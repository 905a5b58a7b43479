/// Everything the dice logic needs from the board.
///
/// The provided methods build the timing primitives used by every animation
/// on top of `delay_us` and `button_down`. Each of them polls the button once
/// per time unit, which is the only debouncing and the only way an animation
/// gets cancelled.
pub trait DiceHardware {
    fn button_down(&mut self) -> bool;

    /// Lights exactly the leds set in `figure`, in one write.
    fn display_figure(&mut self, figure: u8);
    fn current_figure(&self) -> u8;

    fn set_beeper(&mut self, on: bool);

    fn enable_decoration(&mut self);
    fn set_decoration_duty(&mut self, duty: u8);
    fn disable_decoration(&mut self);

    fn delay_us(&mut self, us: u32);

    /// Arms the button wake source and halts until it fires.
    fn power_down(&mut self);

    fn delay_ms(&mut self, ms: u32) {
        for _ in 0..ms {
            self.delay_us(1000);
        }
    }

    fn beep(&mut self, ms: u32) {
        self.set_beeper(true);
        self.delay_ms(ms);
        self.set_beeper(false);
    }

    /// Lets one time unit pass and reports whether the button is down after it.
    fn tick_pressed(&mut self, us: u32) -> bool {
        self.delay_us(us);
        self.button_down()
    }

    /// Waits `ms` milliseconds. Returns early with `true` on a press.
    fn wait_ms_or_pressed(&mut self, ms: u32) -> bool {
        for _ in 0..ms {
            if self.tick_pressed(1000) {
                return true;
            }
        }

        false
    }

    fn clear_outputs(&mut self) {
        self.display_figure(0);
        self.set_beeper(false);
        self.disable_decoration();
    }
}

= = = = =

▶ [Work order]
Only the lines from the one holding "fn beep(&mut self, ms: u32)" to the end of the listing are to be written out, word for word.

▶ [Answer space]
    fn beep(&mut self, ms: u32) {
        self.set_beeper(true);
        self.delay_ms(ms);
        self.set_beeper(false);
    }

    /// Lets one time unit pass and reports whether the button is down after it.
    fn tick_pressed(&mut self, us: u32) -> bool {
        self.delay_us(us);
        self.button_down()
    }

    /// Waits `ms` milliseconds. Returns early with `true` on a press.
    fn wait_ms_or_pressed(&mut self, ms: u32) -> bool {
        for _ in 0..ms {
            if self.tick_pressed(1000) {
                return true;
            }
        }

        false
    }

    fn clear_outputs(&mut self) {
        self.display_figure(0);
        self.set_beeper(false);
        self.disable_decoration();
    }
}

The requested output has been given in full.